#### Assignment:
Report every line of the records beneath this task that holds the string "keys".

[Excerpted records Boundary: Start]

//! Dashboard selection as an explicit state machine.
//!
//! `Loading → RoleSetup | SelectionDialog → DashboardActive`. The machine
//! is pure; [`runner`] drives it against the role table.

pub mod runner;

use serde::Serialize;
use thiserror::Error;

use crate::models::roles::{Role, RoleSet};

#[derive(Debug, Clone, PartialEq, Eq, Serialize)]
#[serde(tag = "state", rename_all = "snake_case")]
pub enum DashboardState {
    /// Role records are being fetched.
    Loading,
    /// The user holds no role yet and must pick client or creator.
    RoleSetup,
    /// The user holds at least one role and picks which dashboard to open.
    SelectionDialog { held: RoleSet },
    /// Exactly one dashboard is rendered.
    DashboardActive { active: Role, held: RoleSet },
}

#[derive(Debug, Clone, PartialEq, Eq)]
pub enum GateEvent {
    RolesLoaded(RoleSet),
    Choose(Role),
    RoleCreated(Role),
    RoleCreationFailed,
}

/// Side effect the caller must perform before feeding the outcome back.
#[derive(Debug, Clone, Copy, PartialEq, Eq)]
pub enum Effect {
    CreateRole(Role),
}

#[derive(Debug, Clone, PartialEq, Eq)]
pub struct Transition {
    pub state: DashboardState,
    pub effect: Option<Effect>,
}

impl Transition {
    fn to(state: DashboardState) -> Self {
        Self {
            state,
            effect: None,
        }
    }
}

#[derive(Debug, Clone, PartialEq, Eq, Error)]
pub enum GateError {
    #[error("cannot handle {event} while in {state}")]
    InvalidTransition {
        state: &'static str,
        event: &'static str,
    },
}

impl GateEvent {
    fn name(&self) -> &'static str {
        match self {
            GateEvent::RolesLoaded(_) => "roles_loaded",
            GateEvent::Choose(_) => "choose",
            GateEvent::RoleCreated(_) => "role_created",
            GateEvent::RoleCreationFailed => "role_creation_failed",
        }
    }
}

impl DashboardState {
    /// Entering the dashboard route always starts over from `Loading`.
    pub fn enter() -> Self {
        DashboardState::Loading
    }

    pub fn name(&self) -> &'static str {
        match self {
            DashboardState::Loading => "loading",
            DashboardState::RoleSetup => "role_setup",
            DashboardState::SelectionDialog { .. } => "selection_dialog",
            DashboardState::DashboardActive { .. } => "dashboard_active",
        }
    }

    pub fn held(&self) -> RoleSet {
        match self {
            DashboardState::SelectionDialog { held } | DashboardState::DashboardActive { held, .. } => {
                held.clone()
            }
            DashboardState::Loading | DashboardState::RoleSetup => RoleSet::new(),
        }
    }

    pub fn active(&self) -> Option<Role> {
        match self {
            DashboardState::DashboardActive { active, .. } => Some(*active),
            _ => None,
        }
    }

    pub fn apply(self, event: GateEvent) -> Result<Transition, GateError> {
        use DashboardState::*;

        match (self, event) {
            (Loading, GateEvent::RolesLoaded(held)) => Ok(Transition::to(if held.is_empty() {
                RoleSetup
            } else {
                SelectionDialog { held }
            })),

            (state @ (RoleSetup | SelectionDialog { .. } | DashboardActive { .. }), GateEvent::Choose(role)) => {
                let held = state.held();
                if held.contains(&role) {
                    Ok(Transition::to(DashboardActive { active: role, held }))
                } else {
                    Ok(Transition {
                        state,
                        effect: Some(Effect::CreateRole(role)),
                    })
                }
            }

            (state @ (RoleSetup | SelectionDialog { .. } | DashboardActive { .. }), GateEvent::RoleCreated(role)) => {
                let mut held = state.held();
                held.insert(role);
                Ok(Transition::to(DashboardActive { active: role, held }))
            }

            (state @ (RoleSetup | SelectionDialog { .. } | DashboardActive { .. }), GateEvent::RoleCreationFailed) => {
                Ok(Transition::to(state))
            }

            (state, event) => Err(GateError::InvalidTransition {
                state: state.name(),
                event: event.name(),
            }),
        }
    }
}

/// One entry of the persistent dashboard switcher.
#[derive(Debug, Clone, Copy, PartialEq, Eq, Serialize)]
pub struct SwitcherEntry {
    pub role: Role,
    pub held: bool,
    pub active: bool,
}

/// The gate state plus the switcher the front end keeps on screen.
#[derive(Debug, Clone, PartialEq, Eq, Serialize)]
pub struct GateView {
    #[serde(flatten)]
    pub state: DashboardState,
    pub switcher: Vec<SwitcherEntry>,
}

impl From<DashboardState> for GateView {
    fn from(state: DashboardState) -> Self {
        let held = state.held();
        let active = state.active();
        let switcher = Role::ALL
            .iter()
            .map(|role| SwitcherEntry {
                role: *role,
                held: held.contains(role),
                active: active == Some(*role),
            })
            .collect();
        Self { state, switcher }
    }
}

[Excerpted records Boundary: End]
[Excerpted records Boundary: Start]

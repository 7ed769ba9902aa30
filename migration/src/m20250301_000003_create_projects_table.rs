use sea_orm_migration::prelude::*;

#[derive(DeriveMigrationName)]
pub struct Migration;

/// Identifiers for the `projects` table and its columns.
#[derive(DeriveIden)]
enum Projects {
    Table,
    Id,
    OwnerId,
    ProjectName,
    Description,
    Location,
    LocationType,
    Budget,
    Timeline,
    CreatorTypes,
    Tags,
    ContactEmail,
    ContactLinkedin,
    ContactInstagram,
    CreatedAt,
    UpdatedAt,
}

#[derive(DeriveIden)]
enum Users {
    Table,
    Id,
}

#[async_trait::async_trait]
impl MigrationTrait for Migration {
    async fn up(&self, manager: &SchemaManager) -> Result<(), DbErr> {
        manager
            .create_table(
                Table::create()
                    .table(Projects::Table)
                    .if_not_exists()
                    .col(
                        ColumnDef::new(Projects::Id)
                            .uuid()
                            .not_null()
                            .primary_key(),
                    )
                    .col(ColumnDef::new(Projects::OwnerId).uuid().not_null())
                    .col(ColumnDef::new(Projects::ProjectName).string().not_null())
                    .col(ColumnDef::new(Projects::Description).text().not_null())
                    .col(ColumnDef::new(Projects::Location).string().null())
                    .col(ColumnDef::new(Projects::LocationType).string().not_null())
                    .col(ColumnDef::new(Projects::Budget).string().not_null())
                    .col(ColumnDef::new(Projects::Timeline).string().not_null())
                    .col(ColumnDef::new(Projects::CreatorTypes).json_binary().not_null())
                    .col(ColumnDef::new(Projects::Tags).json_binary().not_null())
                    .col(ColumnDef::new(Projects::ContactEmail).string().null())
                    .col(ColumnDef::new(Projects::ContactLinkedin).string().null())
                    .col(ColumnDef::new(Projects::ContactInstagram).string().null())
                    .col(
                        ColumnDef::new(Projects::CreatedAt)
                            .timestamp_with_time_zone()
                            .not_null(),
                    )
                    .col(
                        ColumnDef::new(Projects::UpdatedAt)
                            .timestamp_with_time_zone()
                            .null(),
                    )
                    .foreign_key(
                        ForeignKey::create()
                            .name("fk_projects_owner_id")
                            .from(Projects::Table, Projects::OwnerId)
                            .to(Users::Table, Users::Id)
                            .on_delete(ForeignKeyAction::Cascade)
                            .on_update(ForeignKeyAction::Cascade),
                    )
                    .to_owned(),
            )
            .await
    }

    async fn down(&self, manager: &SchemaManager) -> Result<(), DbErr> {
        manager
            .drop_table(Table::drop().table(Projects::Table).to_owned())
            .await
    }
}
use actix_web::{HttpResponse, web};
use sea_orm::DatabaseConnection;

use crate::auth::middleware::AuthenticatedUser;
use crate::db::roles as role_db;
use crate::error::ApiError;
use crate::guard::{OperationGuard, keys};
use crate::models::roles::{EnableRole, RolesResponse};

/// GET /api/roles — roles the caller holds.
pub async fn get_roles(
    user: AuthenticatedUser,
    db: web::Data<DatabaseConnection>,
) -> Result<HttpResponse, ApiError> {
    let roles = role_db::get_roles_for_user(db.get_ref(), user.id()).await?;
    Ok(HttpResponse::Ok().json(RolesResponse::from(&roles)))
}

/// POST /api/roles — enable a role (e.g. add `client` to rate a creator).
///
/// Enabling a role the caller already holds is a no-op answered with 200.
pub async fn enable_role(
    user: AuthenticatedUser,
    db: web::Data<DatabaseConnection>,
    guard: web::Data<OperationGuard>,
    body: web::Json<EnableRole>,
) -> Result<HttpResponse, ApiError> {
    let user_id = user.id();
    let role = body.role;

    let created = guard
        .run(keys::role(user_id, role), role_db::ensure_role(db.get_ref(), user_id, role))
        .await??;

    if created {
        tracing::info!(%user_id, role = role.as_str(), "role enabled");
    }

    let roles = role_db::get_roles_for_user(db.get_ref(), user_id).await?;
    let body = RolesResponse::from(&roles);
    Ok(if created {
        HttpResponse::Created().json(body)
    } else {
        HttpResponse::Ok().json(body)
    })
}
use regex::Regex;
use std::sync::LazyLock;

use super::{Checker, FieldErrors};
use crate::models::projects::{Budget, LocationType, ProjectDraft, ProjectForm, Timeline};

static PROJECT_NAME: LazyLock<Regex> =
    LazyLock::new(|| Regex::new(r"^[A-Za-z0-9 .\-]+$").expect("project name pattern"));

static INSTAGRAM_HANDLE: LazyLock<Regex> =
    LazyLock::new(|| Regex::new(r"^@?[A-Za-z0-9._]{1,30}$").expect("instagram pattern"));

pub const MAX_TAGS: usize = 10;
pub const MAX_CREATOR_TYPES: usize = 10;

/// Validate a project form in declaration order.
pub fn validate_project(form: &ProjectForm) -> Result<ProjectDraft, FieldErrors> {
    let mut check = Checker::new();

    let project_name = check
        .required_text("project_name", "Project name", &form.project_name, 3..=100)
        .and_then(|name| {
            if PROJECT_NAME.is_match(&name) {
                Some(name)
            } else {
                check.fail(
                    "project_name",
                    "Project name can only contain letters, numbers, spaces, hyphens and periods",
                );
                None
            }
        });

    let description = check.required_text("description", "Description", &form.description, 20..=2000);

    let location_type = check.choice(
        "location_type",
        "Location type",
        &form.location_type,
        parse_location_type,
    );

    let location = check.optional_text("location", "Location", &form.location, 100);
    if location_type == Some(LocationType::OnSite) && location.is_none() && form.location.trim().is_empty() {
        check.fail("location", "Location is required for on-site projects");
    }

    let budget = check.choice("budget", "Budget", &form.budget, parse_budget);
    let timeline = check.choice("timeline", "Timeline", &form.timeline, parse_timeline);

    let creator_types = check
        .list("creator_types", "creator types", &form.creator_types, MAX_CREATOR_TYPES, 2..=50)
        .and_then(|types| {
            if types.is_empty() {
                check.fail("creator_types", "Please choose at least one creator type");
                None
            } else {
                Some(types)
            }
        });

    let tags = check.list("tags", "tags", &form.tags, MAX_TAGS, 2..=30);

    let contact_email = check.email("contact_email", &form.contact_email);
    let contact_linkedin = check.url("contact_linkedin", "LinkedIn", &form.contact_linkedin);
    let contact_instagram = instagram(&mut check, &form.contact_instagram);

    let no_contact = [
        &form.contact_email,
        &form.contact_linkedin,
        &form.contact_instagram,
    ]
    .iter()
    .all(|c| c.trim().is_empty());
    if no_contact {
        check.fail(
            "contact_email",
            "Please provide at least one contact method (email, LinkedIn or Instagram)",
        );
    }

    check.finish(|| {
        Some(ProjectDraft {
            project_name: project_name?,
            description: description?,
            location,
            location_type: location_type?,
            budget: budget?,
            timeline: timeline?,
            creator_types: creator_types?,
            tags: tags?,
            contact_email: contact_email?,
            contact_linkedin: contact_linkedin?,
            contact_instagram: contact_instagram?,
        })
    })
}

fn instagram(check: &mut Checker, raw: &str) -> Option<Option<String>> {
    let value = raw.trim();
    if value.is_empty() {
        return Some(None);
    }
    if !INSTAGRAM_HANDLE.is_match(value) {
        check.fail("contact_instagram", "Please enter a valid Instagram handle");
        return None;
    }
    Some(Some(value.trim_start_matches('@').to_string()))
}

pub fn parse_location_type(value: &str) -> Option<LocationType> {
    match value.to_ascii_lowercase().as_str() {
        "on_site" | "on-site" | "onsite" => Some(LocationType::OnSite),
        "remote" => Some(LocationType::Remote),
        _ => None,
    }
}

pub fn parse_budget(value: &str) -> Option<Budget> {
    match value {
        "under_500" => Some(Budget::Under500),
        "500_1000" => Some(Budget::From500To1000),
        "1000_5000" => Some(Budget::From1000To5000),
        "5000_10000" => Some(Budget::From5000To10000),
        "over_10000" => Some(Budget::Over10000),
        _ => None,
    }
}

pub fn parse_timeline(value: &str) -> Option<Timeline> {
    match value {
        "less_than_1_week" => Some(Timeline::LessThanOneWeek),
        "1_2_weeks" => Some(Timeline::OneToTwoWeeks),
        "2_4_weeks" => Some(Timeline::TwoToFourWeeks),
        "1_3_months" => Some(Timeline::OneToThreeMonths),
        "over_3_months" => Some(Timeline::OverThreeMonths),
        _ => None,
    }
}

[Excerpted records Boundary: End]

#### Answer to this exercise:
use crate::guard::{OperationGuard, keys};
        .run(keys::role(user_id, role), role_db::ensure_role(db.get_ref(), user_id, role))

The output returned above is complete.